* Exercise requirements: Look through the lines below and extract any with the word "Future".

(Extracted data entries)
--- START ---

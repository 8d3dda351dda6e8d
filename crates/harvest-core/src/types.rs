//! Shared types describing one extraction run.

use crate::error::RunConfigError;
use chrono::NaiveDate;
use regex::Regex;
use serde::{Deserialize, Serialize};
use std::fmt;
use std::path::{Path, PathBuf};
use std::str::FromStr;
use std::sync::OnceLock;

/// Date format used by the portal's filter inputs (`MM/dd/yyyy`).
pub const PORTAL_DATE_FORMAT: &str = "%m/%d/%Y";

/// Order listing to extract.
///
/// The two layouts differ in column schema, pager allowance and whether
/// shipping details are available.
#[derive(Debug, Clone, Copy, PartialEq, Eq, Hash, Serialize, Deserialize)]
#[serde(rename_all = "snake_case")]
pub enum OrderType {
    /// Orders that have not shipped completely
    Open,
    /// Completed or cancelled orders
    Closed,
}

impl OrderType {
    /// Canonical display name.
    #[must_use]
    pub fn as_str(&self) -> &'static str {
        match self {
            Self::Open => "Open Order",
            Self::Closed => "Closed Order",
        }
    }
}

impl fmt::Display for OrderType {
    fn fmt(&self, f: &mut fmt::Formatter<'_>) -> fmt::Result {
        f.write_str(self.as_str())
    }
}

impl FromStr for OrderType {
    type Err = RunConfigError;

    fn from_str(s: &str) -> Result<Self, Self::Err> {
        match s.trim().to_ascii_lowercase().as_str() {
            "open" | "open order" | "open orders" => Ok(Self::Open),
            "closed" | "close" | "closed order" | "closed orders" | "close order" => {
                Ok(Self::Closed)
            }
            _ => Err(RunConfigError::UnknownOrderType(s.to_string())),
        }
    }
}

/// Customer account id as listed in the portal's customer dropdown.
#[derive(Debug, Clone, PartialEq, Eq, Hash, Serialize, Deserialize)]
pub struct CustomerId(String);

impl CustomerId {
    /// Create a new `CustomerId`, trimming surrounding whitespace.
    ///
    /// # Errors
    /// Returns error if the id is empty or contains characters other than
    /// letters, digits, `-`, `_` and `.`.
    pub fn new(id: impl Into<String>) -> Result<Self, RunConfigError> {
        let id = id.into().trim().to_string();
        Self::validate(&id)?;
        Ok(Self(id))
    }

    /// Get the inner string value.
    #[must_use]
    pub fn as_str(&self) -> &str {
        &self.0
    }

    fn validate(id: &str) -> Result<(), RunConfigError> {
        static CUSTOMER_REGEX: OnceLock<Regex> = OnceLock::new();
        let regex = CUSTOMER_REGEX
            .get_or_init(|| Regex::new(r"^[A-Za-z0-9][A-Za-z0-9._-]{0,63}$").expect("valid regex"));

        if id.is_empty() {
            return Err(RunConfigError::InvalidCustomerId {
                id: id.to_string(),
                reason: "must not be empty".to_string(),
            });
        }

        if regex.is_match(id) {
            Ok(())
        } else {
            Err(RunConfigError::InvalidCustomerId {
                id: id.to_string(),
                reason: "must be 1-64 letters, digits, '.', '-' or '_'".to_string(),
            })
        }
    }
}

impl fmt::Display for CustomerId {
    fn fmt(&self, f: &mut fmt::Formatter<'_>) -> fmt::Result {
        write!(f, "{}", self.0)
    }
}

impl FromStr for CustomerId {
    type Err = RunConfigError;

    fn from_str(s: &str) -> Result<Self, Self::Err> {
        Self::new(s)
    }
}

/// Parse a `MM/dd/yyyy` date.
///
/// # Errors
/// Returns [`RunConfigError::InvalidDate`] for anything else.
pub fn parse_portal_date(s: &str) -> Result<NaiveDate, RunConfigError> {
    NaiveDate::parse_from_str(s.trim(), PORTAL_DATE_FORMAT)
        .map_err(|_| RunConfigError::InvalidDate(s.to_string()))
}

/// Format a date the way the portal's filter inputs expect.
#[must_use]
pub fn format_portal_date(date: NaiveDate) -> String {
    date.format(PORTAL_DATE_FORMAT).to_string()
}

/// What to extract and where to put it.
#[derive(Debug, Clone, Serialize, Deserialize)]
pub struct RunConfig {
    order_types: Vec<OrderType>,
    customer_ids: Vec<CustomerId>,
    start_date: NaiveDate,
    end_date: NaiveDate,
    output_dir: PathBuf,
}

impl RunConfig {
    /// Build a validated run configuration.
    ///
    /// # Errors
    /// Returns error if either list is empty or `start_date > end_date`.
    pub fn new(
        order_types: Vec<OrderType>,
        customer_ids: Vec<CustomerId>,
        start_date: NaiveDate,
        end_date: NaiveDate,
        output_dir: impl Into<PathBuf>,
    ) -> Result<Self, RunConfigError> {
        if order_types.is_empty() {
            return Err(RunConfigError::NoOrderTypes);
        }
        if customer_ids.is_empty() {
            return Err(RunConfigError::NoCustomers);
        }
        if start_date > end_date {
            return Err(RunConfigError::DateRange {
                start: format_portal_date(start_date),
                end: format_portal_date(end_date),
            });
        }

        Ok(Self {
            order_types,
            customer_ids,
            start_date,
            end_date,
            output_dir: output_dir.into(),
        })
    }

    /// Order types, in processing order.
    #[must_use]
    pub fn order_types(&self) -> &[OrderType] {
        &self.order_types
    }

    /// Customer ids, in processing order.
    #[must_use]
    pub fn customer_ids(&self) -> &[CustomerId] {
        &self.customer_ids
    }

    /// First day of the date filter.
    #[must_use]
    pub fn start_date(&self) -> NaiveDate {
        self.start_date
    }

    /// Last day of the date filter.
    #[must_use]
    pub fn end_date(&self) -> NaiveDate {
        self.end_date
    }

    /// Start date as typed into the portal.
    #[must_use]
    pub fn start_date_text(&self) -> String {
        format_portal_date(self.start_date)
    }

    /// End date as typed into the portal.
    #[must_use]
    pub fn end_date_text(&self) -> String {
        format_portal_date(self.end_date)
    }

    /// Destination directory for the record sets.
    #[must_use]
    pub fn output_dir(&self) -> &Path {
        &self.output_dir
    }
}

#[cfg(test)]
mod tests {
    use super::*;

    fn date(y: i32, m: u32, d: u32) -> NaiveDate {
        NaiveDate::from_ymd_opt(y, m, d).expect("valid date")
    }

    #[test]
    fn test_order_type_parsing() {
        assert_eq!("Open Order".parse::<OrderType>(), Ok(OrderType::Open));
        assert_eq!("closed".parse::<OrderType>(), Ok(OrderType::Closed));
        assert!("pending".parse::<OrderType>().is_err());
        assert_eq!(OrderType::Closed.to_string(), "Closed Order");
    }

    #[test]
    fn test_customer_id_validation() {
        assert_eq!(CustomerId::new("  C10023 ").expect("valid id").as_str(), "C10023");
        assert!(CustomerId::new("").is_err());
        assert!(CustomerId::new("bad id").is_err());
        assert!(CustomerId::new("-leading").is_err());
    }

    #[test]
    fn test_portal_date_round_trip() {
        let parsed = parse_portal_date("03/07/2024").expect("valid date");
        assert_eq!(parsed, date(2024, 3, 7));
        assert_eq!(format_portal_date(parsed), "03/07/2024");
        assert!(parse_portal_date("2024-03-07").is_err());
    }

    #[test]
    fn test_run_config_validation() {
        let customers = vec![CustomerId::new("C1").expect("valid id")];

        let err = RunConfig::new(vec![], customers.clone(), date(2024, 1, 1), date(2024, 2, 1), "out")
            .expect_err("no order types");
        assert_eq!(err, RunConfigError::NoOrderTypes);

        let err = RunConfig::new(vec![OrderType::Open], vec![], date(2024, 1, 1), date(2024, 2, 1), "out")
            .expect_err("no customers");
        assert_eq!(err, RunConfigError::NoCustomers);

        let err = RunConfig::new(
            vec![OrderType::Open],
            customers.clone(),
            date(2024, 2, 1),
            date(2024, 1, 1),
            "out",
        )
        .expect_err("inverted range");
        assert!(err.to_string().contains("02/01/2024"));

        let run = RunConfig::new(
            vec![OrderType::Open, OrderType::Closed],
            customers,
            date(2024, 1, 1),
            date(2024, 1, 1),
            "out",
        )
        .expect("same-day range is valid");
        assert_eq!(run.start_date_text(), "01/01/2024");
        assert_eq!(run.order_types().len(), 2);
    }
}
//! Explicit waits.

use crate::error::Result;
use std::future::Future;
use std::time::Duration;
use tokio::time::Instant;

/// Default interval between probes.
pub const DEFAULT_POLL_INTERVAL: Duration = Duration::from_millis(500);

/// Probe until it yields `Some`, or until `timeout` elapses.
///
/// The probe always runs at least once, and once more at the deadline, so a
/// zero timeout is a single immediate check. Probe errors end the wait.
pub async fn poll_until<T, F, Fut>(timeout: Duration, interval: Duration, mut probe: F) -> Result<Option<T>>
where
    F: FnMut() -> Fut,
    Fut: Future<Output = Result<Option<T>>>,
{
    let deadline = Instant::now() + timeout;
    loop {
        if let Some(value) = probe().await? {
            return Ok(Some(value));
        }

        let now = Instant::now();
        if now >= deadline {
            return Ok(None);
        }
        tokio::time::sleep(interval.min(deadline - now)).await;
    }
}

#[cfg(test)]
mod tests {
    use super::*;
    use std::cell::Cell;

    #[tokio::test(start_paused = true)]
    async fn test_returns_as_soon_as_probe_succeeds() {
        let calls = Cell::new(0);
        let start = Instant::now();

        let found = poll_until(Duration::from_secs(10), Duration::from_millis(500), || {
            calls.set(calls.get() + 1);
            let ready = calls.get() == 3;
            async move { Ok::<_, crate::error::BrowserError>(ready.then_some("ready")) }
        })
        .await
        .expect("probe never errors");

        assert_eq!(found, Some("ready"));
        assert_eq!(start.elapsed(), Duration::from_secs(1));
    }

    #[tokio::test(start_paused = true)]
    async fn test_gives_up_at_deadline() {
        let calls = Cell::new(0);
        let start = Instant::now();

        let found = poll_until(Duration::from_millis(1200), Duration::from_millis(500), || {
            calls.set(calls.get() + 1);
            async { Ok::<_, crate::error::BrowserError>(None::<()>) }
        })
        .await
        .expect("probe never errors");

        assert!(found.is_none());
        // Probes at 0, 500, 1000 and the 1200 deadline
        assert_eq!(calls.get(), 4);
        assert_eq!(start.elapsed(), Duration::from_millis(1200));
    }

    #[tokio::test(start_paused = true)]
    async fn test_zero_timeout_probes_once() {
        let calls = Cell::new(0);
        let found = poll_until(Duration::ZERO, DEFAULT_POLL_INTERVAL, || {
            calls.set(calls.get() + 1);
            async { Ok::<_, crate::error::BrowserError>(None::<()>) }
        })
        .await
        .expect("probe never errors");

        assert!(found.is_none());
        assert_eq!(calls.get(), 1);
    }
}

--- END ---

* Exercise solution:
use std::future::Future;
    Fut: Future<Output = Result<Option<T>>>,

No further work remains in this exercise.